Saturday 22 October 2011

Pesky old insecurities

Haven't posted in ages, which is mostly a good thing in the sense that I tend to head here when something has been bothering me. I've been pretty good, exercising a lot, eating healthily, have lost another kg or two of baby weight, and staying focussed on what is important in life, ie. my own life and family not the things that other people do or say. And I've been feeling really reflective and happy as I realise with baby's first birthday next month, how far we have actually come in a year. When I look back to how I was feeling pretty much from now a year ago, when high blood pressure and pre-eclampsia hit, then after the birth with the depression and bad reflux, we have come so far and I now have a very happy, smiley boy and he has a Mum who is doing much better too. He is super cuddly now and shows his love for us so much and there's nothing quite like it, I am enjoying him so much.

However as always I do have my setbacks from this positive frame of mind. One of them has come lately as baby and I have both been sick, and so I've been housebound for 2 weeks and unable to exercise as I was previously doing, so my weight loss has stalled but thankfully I haven't put any on. But this whole weight thing just makes me so insecure. It always has. Growing up I was a competitive dancer, gymnast and swimmer so you can imagine how much pressure I was under to always stay slim. I've never been a big person but it is in my genes to be curvy/womanly rather than stick thin so I was always fighting my body's natural instinct to be that. I've never been happy with my weight but I was always well within reccomended BMI etc and a good weight in other people's eyes, and toned from being athletic. I'm the heaviest I've ever been now and that is only 5kg from my pre-pregnancy weight so I guess that's not too bad. But for some reason I feel less of a person/disgusted with myself when I'm heavier, which I know is SOO silly, I would never ever judge anyone else by these standards I inflict on myself, I would never ever think that anyone else was less of a person because they were heavier so why on earth do I apply that to myself? It doesn't help that there's someone in my life who makes me feel terribly insecure because they are super skinny and beautiful and no matter how good I feel about myself and my efforts, every time I see that person it all goes out the window because I know I'll never look as good as that. It all sounds so silly, but hey my mind is not always rational. I know that deep down this stuff is not as important as the fact that I have a beautiful child, I'm a good Mum and I am the world to him, I have friends and family and a good husband and I should be focussing on those things, not what I look like. But pesky old insecurities and messages/negative statements that I've been drumming into my head over and over for years, are hard to get rid of! I was feeling good until I saw some pictures of myself yesterday and wasn't happy with them, I had been feeling good that day had made an effort with hair makeup and outfit etc so I was disappointed when the pics didn't come out like I wanted as I wanted to get some nice pics of me and my boy. But I guess I'll always be beautiful in his eyes and that's most important. Just gota keep pressing on and ignore those silly little messages trying to bring me down.
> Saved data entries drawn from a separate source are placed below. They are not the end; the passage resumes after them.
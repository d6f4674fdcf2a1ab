//! User preferences, saved records and theme, persisted through a
//! [`KeyValueStore`].
//!
//! Every mutation updates the in-memory value and notifies subscribers first,
//! then writes through. Writes issued before [`PreferencesStore::load`] has
//! completed stay in memory only.

use std::sync::Arc;

use crossbeam_channel::{unbounded, Receiver, Sender};
use parking_lot::{Mutex, RwLock};
use serde::{Deserialize, Serialize};
use tracing::{debug, warn};

use crate::normalize::MediaRecord;
use crate::reddit::SortOption;
use crate::storage::KeyValueStore;

pub const SETTINGS_KEY: &str = "settings";
pub const SAVED_KEY: &str = "saved_gifs";
pub const THEME_KEY: &str = "theme";

pub const DEFAULT_PAGE_SIZE: usize = 10;

#[derive(Debug, thiserror::Error)]
pub enum StorageError {
    #[error("storage: failed to read {key}")]
    Load {
        key: &'static str,
        #[source]
        source: anyhow::Error,
    },
    #[error("storage: failed to persist {key}")]
    Persist {
        key: &'static str,
        #[source]
        source: anyhow::Error,
    },
    #[error("storage: failed to encode {key}")]
    Encode {
        key: &'static str,
        #[source]
        source: serde_json::Error,
    },
}

#[derive(Debug, Clone, Copy, PartialEq, Eq, Serialize, Deserialize, Hash, Default)]
#[serde(rename_all = "lowercase")]
pub enum Theme {
    Light,
    Dark,
    #[default]
    System,
}

impl Theme {
    pub fn as_str(&self) -> &'static str {
        match self {
            Theme::Light => "light",
            Theme::Dark => "dark",
            Theme::System => "system",
        }
    }

    pub fn from_key(key: &str) -> Option<Self> {
        match key.trim().to_ascii_lowercase().as_str() {
            "light" => Some(Theme::Light),
            "dark" => Some(Theme::Dark),
            "system" => Some(Theme::System),
            _ => None,
        }
    }

    /// Color scheme to force, or `None` to follow the system.
    pub fn color_attribute(&self) -> Option<&'static str> {
        match self {
            Theme::Light | Theme::Dark => Some(self.as_str()),
            Theme::System => None,
        }
    }
}

#[derive(Debug, Clone, Copy, PartialEq, Eq)]
pub struct Preferences {
    pub page_size: usize,
    pub sort: SortOption,
    pub theme: Theme,
}

impl Default for Preferences {
    fn default() -> Self {
        Self {
            page_size: DEFAULT_PAGE_SIZE,
            sort: SortOption::Hot,
            theme: Theme::System,
        }
    }
}

impl Preferences {
    /// Whether two values would fetch differently. Theme does not count.
    pub fn same_fetch_params(&self, other: &Preferences) -> bool {
        self.page_size == other.page_size && self.sort == other.sort
    }
}

#[derive(Debug, Clone, Serialize, Deserialize)]
struct StoredSettings {
    #[serde(rename = "perPage")]
    per_page: usize,
    sort: SortOption,
}

struct Inner {
    prefs: Preferences,
    saved: Vec<MediaRecord>,
    loaded: bool,
}

pub struct PreferencesStore {
    kv: Arc<dyn KeyValueStore>,
    inner: RwLock<Inner>,
    subscribers: Mutex<Vec<Sender<Preferences>>>,
}

impl PreferencesStore {
    pub fn new(kv: Arc<dyn KeyValueStore>) -> Self {
        Self {
            kv,
            inner: RwLock::new(Inner {
                prefs: Preferences::default(),
                saved: Vec::new(),
                loaded: false,
            }),
            subscribers: Mutex::new(Vec::new()),
        }
    }

    /// Reads settings, saved records and theme once. Missing or malformed
    /// entries keep their defaults.
    pub fn load(&self) -> Result<Preferences, StorageError> {
        let settings: Option<StoredSettings> = self.read(SETTINGS_KEY)?;
        let saved: Option<Vec<MediaRecord>> = self.read(SAVED_KEY)?;
        let theme: Option<Theme> = self.read(THEME_KEY)?;

        let prefs = {
            let mut inner = self.inner.write();
            if let Some(settings) = settings {
                inner.prefs.page_size = settings.per_page;
                inner.prefs.sort = settings.sort;
            }
            if let Some(theme) = theme {
                inner.prefs.theme = theme;
            }
            if let Some(saved) = saved {
                inner.saved = saved;
            }
            inner.loaded = true;
            inner.prefs
        };
        debug!(?prefs, "preferences loaded");
        self.notify(prefs);
        Ok(prefs)
    }

    pub fn is_loaded(&self) -> bool {
        self.inner.read().loaded
    }

    pub fn current(&self) -> Preferences {
        self.inner.read().prefs
    }

    /// Receives every subsequent preferences value.
    pub fn subscribe(&self) -> Receiver<Preferences> {
        let (tx, rx) = unbounded();
        self.subscribers.lock().push(tx);
        rx
    }

    pub fn save(&self, prefs: Preferences) -> Result<(), StorageError> {
        let previous = {
            let mut inner = self.inner.write();
            std::mem::replace(&mut inner.prefs, prefs)
        };
        self.notify(prefs);

        self.persist(
            SETTINGS_KEY,
            &StoredSettings {
                per_page: prefs.page_size,
                sort: prefs.sort,
            },
        )?;
        if previous.theme != prefs.theme {
            self.persist(THEME_KEY, &prefs.theme)?;
        }
        Ok(())
    }

    pub fn theme(&self) -> Theme {
        self.inner.read().prefs.theme
    }

    pub fn set_theme(&self, theme: Theme) -> Result<(), StorageError> {
        let prefs = {
            let mut inner = self.inner.write();
            inner.prefs.theme = theme;
            inner.prefs
        };
        self.notify(prefs);
        self.persist(THEME_KEY, &theme)
    }

    /// Saved records in the order they were saved.
    pub fn saved_records(&self) -> Vec<MediaRecord> {
        self.inner.read().saved.clone()
    }

    pub fn is_saved(&self, permalink: &str) -> bool {
        self.inner
            .read()
            .saved
            .iter()
            .any(|record| record.permalink == permalink)
    }

    pub fn save_record(&self, record: MediaRecord) -> Result<(), StorageError> {
        let saved = {
            let mut inner = self.inner.write();
            inner.saved.push(record);
            inner.saved.clone()
        };
        self.persist(SAVED_KEY, &saved)
    }

    /// Removes every saved record sharing `permalink`.
    pub fn unsave_record(&self, permalink: &str) -> Result<(), StorageError> {
        let saved = {
            let mut inner = self.inner.write();
            inner.saved.retain(|record| record.permalink != permalink);
            inner.saved.clone()
        };
        self.persist(SAVED_KEY, &saved)
    }

    fn read<T>(&self, key: &'static str) -> Result<Option<T>, StorageError>
    where
        T: serde::de::DeserializeOwned,
    {
        let Some(raw) = self
            .kv
            .get(key)
            .map_err(|source| StorageError::Load { key, source })?
        else {
            return Ok(None);
        };
        match serde_json::from_str(&raw) {
            Ok(value) => Ok(Some(value)),
            Err(err) => {
                warn!(key, "ignoring malformed stored value: {err}");
                Ok(None)
            }
        }
    }

    fn persist<T: Serialize + ?Sized>(
        &self,
        key: &'static str,
        value: &T,
    ) -> Result<(), StorageError> {
        if !self.is_loaded() {
            debug!(key, "store not loaded yet, keeping change in memory");
            return Ok(());
        }
        let encoded =
            serde_json::to_string(value).map_err(|source| StorageError::Encode { key, source })?;
        self.kv.set(key, &encoded).map_err(|source| {
            warn!(key, "failed to persist: {source:#}");
            StorageError::Persist { key, source }
        })
    }

    fn notify(&self, prefs: Preferences) {
        self.subscribers
            .lock()
            .retain(|tx| tx.send(prefs).is_ok());
    }
}

#[cfg(test)]
mod tests {
    use super::*;
    use crate::pagination::testing::record;
    use crate::storage::{Options, Store};
    use anyhow::bail;
    use std::collections::HashMap;
    use tempfile::tempdir;

    #[derive(Default)]
    struct MemoryStore {
        values: Mutex<HashMap<String, String>>,
        fail_reads: bool,
        fail_writes: bool,
    }

    impl KeyValueStore for MemoryStore {
        fn get(&self, key: &str) -> anyhow::Result<Option<String>> {
            if self.fail_reads {
                bail!("database is locked");
            }
            Ok(self.values.lock().get(key).cloned())
        }

        fn set(&self, key: &str, value: &str) -> anyhow::Result<()> {
            if self.fail_writes {
                bail!("disk full");
            }
            self.values.lock().insert(key.into(), value.into());
            Ok(())
        }
    }

    fn loaded(kv: Arc<dyn KeyValueStore>) -> PreferencesStore {
        let store = PreferencesStore::new(kv);
        store.load().unwrap();
        store
    }

    #[test]
    fn defaults_when_nothing_stored() {
        let store = loaded(Arc::new(MemoryStore::default()));
        let prefs = store.current();
        assert_eq!(prefs.page_size, 10);
        assert_eq!(prefs.sort, SortOption::Hot);
        assert_eq!(prefs.theme, Theme::System);
        assert!(store.saved_records().is_empty());
    }

    #[test]
    fn settings_use_stored_shape() {
        let kv = Arc::new(MemoryStore::default());
        let store = loaded(kv.clone());
        store
            .save(Preferences {
                page_size: 25,
                sort: SortOption::New,
                theme: Theme::System,
            })
            .unwrap();

        let raw = kv.values.lock().get(SETTINGS_KEY).cloned().unwrap();
        let json: serde_json::Value = serde_json::from_str(&raw).unwrap();
        assert_eq!(json, serde_json::json!({"perPage": 25, "sort": "new"}));
        assert!(kv.values.lock().get(THEME_KEY).is_none());
    }

    #[test]
    fn round_trips_through_sqlite() {
        let dir = tempdir().unwrap();
        let path = dir.path().join("state.db");
        {
            let kv = Arc::new(Store::open(Options { path: Some(path.clone()) }).unwrap());
            let store = loaded(kv);
            store.set_theme(Theme::Dark).unwrap();
            store.save_record(record("t3_a")).unwrap();
            store.save_record(record("t3_b")).unwrap();
            store
                .save(Preferences {
                    page_size: 5,
                    sort: SortOption::New,
                    theme: Theme::Dark,
                })
                .unwrap();
        }

        let kv = Arc::new(Store::open(Options { path: Some(path) }).unwrap());
        let store = loaded(kv);
        assert_eq!(
            store.current(),
            Preferences {
                page_size: 5,
                sort: SortOption::New,
                theme: Theme::Dark,
            }
        );
        let ids: Vec<_> = store.saved_records().into_iter().map(|r| r.id).collect();
        assert_eq!(ids, vec!["t3_a", "t3_b"]);
    }

    #[test]
    fn unsave_matches_on_permalink() {
        let store = loaded(Arc::new(MemoryStore::default()));
        store.save_record(record("t3_a")).unwrap();
        store.save_record(record("t3_b")).unwrap();
        store.save_record(record("t3_a")).unwrap();
        assert!(store.is_saved("/r/test/comments/t3_a/"));

        store.unsave_record("/r/test/comments/t3_a/").unwrap();
        assert!(!store.is_saved("/r/test/comments/t3_a/"));
        assert_eq!(store.saved_records().len(), 1);
    }

    #[test]
    fn failed_write_still_updates_memory() {
        let kv = Arc::new(MemoryStore {
            fail_writes: true,
            ..Default::default()
        });
        let store = loaded(kv);
        let rx = store.subscribe();
        let prefs = Preferences {
            page_size: 30,
            ..Default::default()
        };

        let err = store.save(prefs).unwrap_err();
        assert!(matches!(err, StorageError::Persist { key: SETTINGS_KEY, .. }));
        assert_eq!(store.current().page_size, 30);
        assert_eq!(rx.try_recv().unwrap().page_size, 30);

        assert!(store.save_record(record("t3_z")).is_err());
        assert_eq!(store.saved_records().len(), 1);
    }

    #[test]
    fn unreadable_store_reports_load_error_and_keeps_defaults() {
        let kv = Arc::new(MemoryStore {
            fail_reads: true,
            ..Default::default()
        });
        let store = PreferencesStore::new(kv);
        let err = store.load().unwrap_err();
        assert!(matches!(err, StorageError::Load { key: SETTINGS_KEY, .. }));
        assert_eq!(store.current(), Preferences::default());
    }

    #[test]
    fn writes_before_load_are_memory_only() {
        let kv = Arc::new(MemoryStore::default());
        let store = PreferencesStore::new(kv.clone());
        store.set_theme(Theme::Light).unwrap();
        assert_eq!(store.theme(), Theme::Light);
        assert!(kv.values.lock().is_empty());
    }

    #[test]
    fn malformed_values_fall_back_to_defaults() {
        let kv = Arc::new(MemoryStore::default());
        kv.values
            .lock()
            .insert(SETTINGS_KEY.into(), "{\"perPage\": \"lots\"}".into());
        kv.values.lock().insert(THEME_KEY.into(), "\"dark\"".into());
        let store = loaded(kv);
        assert_eq!(store.current().page_size, DEFAULT_PAGE_SIZE);
        assert_eq!(store.theme(), Theme::Dark);
    }

    #[test]
    fn theme_attribute() {
        assert_eq!(Theme::Dark.color_attribute(), Some("dark"));
        assert_eq!(Theme::Light.color_attribute(), Some("light"));
        assert_eq!(Theme::System.color_attribute(), None);
        assert_eq!(Theme::from_key("DARK"), Some(Theme::Dark));
    }
}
Other than that just been keeping on, I have dropped down to one antidepressant each day and I will wean off by the end of the year, which is scary but cool because I feel ready to do it, and in the middle of the year I didn't feel like I'd ever be ready for that. Taking fish oil and evening primose oil as well as a mutlivitamin have helped me keep a clear head (thanks Casey for the tips), and I feel like I'm still taking something to support me if that makes sense. A stomach issue I've had for years has flared up badly in the last week and I think I'm going to need to chat to the doctor about it as it seems to have gotten worse, and I've never really had an answer about why it happens in the first place, it would be good to get to the bottom of it.

It's a long weekend which is nice and I'm enjoying the warmer weather and so looking forward to all the things we can do with the boy now he's getting bigger. He is my joy and happiness, love him so much :) he is the reason to keep on keeping on through all the muddle and find the way out the other side.